NEM Overview
Tasmania leads spot prices at $96.14/MWh despite running 100% renewable (hydro 324 MW, wind 106 MW), with the Basslink interconnector (T-V-MNSP1) showing zero flow in both directions — a full outage or constraint that is isolating the island and driving the premium. Queensland is the second-hottest region at $81.10/MWh, with renewable penetration at just 2.67% and carbon intensity at 0.8372 tCO2/MWh — the dirtiest grid on the NEM this interval, running almost entirely on black coal (3,027 MW) with negligible solar (8 MW) and calm winds (3.4 km/h). NSW follows at $76.99/MWh, also coal-dominated at 6,413 MW black coal, 17% renewable penetration, and 0.7322 tCO2/MWh intensity.
Victoria is the standout low-price region at $22.05/MWh, underpinned by 815 MW of wind and 1,930 MW of brown coal, with the VIC1-NSW1 interconnector running at its export limit of 1,026 MW northbound and binding — Victoria is pushing surplus capacity into NSW but cannot move more. South Australia sits at $30.10/MWh with an impressive 89.33% renewable penetration driven by 841 MW of wind, and is net exporting 403 MW to Victoria via the V-SA link. The $54/MWh spread between SA and NSW, with no direct interconnection, means that cheap renewable energy in the south cannot fully arbitrage the coal-heavy east.
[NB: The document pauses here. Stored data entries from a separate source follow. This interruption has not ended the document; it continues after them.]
use config::{Config as ConfigBuilder, File, FileFormat};
use serde::{Deserialize, Serialize};
use std::fmt;
use std::num::NonZeroUsize;
use std::path::{Path, PathBuf};
use std::str::FromStr;
use tracing::{debug, warn};

use crate::errors::{ScanError, ScanResult};

/// Options for one scan run.
///
/// # Configuration Locations
///
/// Values are layered, later sources winning:
/// 1. Global `$CONFIG_DIR/fixme/config.yaml`
/// 2. Local `.fixme.yaml` in the current directory
/// 3. A file named with the `--config` flag
///
/// Command-line flags are applied last through [`ScanOverrides`].
///
/// # Configuration Format
///
/// ```yaml
/// # Directory to scan
/// root_path: "."
///
/// # Directories to prune (glob syntax)
/// ignored_directories:
///   - "node_modules/**"
///   - "vendor/**"
///
/// # Files to scan (glob syntax, matched against the relative path or the file name)
/// file_patterns:
///   - "**/*.rs"
///   - "Makefile"
///
/// # utf8, latin1 or ascii
/// file_encoding: "utf8"
///
/// # Lines longer than this are reported instead of scanned
/// line_length_limit: 1000
///
/// # Verbs (or the line_length diagnostic) to leave out
/// skip:
///   - "note"
///
/// # Files scanned at once (default: CPU cores)
/// concurrency: 8
///
/// # text, markdown or json
/// format: "text"
///
/// # Log level (trace, debug, info, warn, error)
/// log_level: "warn"
/// ```
#[derive(Debug, Clone, PartialEq, Eq, Serialize, Deserialize)]
#[serde(default)]
pub struct ScanConfig {
    /// Directory (or single file) to scan
    pub root_path: PathBuf,

    /// Directory patterns whose contents are never enumerated
    /// Examples:
    /// - "node_modules/**": prune every node_modules directory at the root
    /// - "**/build/**": prune build directories at any depth
    pub ignored_directories: Vec<String>,

    /// Files that are scanned. An empty list accepts every non-binary file.
    pub file_patterns: Vec<String>,

    /// Name of the text encoding used to decode files
    pub file_encoding: String,

    /// Lines with more characters than this are not scanned
    pub line_length_limit: usize,

    /// Verb names (or `line_length`) excluded from this run
    pub skip: Vec<String>,

    /// Maximum number of files scanned concurrently
    pub concurrency: NonZeroUsize,

    /// Only accept upper-case verb keywords
    pub case_sensitive: bool,

    /// Only accept the comment styles conventional for each file's extension
    pub strict_comment_styles: bool,

    /// Emit file blocks in discovery order even when scanning concurrently.
    /// When false, blocks are emitted as files finish.
    pub ordered_output: bool,

    /// Colorize the text report
    pub color: bool,

    /// Report format
    pub format: OutputFormat,

    /// Log level (trace, debug, info, warn, error)
    pub log_level: String,
}

/// Report layouts understood by the reporter
#[derive(Debug, Clone, Copy, PartialEq, Eq, Default, Serialize, Deserialize)]
#[serde(rename_all = "lowercase")]
pub enum OutputFormat {
    #[default]
    Text,
    Markdown,
    Json,
}

impl FromStr for OutputFormat {
    type Err = ScanError;

    fn from_str(s: &str) -> Result<Self, Self::Err> {
        match s.to_ascii_lowercase().as_str() {
            "text" => Ok(Self::Text),
            "markdown" | "md" => Ok(Self::Markdown),
            "json" => Ok(Self::Json),
            other => Err(ScanError::config_error(format!(
                "Unknown output format: {other}"
            ))),
        }
    }
}

impl fmt::Display for OutputFormat {
    fn fmt(&self, f: &mut fmt::Formatter<'_>) -> fmt::Result {
        f.write_str(match self {
            Self::Text => "text",
            Self::Markdown => "markdown",
            Self::Json => "json",
        })
    }
}

/// Text encodings a file can be decoded with
#[derive(Debug, Clone, Copy, PartialEq, Eq)]
pub enum TextEncoding {
    /// UTF-8; invalid sequences are replaced with U+FFFD
    Utf8,
    /// ISO-8859-1; every byte maps to the code point of the same value
    Latin1,
    /// 7-bit ASCII; bytes above 0x7F are replaced with U+FFFD
    Ascii,
}

impl TextEncoding {
    /// Resolves an encoding name, ignoring case
    pub fn from_name(name: &str) -> Option<Self> {
        match name.trim().to_ascii_lowercase().as_str() {
            "utf8" | "utf-8" => Some(Self::Utf8),
            "latin1" | "latin-1" | "iso-8859-1" | "binary" => Some(Self::Latin1),
            "ascii" | "us-ascii" => Some(Self::Ascii),
            _ => None,
        }
    }
}

const DEFAULT_IGNORED_DIRECTORIES: &[&str] = &["node_modules/**", ".git/**", ".hg/**"];

const DEFAULT_FILE_PATTERNS: &[&str] = &[
    "**/*.js",
    "Makefile",
    "**/*.sh",
    "**/*.html",
    "**/*.css",
    "**/*.json",
    "**/*.md",
    "**/*.txt",
    "**/*.yaml",
    "**/*.xml",
    "**/*.yml",
    "**/*.scss",
    "**/*.less",
    "**/*.php",
    "**/*.java",
    "**/*.py",
    "**/*.rb",
    "**/*.cpp",
    "**/*.cs",
    "**/*.swift",
    "**/*.rs",
    "**/*.go",
    "**/*.h",
    "**/*.hpp",
    "**/*.ts",
    "**/*.jsx",
    "**/*.tsx",
    "**/*.vue",
    "**/*.pl",
    "**/*.lua",
    "**/*.groovy",
    "**/*.scala",
    "**/*.kt",
    "**/*.dart",
];

fn default_concurrency() -> NonZeroUsize {
    NonZeroUsize::new(num_cpus::get()).unwrap_or(NonZeroUsize::MIN)
}

fn default_log_level() -> String {
    "warn".to_string()
}

fn to_strings(items: &[&str]) -> Vec<String> {
    items.iter().map(|s| s.to_string()).collect()
}

impl Default for ScanConfig {
    fn default() -> Self {
        Self {
            root_path: PathBuf::from("."),
            ignored_directories: to_strings(DEFAULT_IGNORED_DIRECTORIES),
            file_patterns: to_strings(DEFAULT_FILE_PATTERNS),
            file_encoding: "utf8".to_string(),
            line_length_limit: 1000,
            skip: Vec::new(),
            concurrency: default_concurrency(),
            case_sensitive: false,
            strict_comment_styles: false,
            ordered_output: true,
            color: true,
            format: OutputFormat::Text,
            log_level: default_log_level(),
        }
    }
}

impl ScanConfig {
    /// Loads configuration, layering `config_path` over the default locations
    pub fn load_from(config_path: Option<&Path>) -> ScanResult<Self> {
        if let Some(path) = config_path {
            if !path.exists() {
                return Err(ScanError::config_error(format!(
                    "Config file not found: {}",
                    path.display()
                )));
            }
        }

        let mut builder = ConfigBuilder::builder();

        let config_files = [
            // Global config
            dirs::config_dir().map(|p| p.join("fixme/config.yaml")),
            // Local config
            Some(PathBuf::from(".fixme.yaml")),
            // Custom config
            config_path.map(PathBuf::from),
        ];

        for path in config_files.iter().flatten() {
            if path.exists() {
                debug!("Loading configuration from {}", path.display());
                builder = builder.add_source(File::from(path.as_path()).format(FileFormat::Yaml));
            }
        }

        Ok(builder.build()?.try_deserialize()?)
    }

    /// Applies command-line values over configuration file values
    pub fn merge_with_cli(mut self, cli: ScanOverrides) -> Self {
        if let Some(root_path) = cli.root_path {
            self.root_path = root_path;
        }
        if !cli.ignored_directories.is_empty() {
            self.ignored_directories = cli.ignored_directories;
        }
        if !cli.file_patterns.is_empty() {
            self.file_patterns = cli.file_patterns;
        }
        if let Some(encoding) = cli.file_encoding {
            self.file_encoding = encoding;
        }
        if let Some(limit) = cli.line_length_limit {
            self.line_length_limit = limit;
        }
        if !cli.skip.is_empty() {
            self.skip = cli.skip;
        }
        if let Some(concurrency) = cli.concurrency {
            self.concurrency = concurrency;
        }
        if cli.case_sensitive {
            self.case_sensitive = true;
        }
        if cli.strict_comment_styles {
            self.strict_comment_styles = true;
        }
        if cli.unordered_output {
            self.ordered_output = false;
        }
        if cli.no_color {
            self.color = false;
        }
        if let Some(format) = cli.format {
            self.format = format;
        }
        if let Some(level) = cli.log_level {
            self.log_level = level;
        }
        self
    }

    /// The configured encoding; unknown names fall back to UTF-8
    pub fn encoding(&self) -> TextEncoding {
        TextEncoding::from_name(&self.file_encoding).unwrap_or_else(|| {
            warn!(
                "Unknown file encoding '{}', falling back to utf8",
                self.file_encoding
            );
            TextEncoding::Utf8
        })
    }

    /// Renders the effective configuration as YAML
    pub fn to_yaml(&self) -> ScanResult<String> {
        Ok(serde_yaml::to_string(self)?)
    }
}

/// Values supplied on the command line. Unset fields leave the loaded
/// configuration untouched.
#[derive(Debug, Clone, Default, PartialEq, Eq)]
pub struct ScanOverrides {
    pub root_path: Option<PathBuf>,
    pub ignored_directories: Vec<String>,
    pub file_patterns: Vec<String>,
    pub file_encoding: Option<String>,
    pub line_length_limit: Option<usize>,
    pub skip: Vec<String>,
    pub concurrency: Option<NonZeroUsize>,
    pub case_sensitive: bool,
    pub strict_comment_styles: bool,
    pub unordered_output: bool,
    pub no_color: bool,
    pub format: Option<OutputFormat>,
    pub log_level: Option<String>,
}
NEM-wide renewable penetration scores at 22.4% and grid stress at 64.6/100, reflecting genuine tightness. Carbon intensity score of 58/100 and price stability at 23.6/100 indicate a volatile, fossil-heavy morning across the eastern mainland. No market notices are active. Traders should watch the Basslink situation closely — any restoration of T-V-MNSP1 flows would compress the TAS premium rapidly. Queensland's low renewable output and elevated price make it the primary carbon and cost risk region for the day ahead, particularly if cloud cover (currently 70%) suppresses any solar recovery.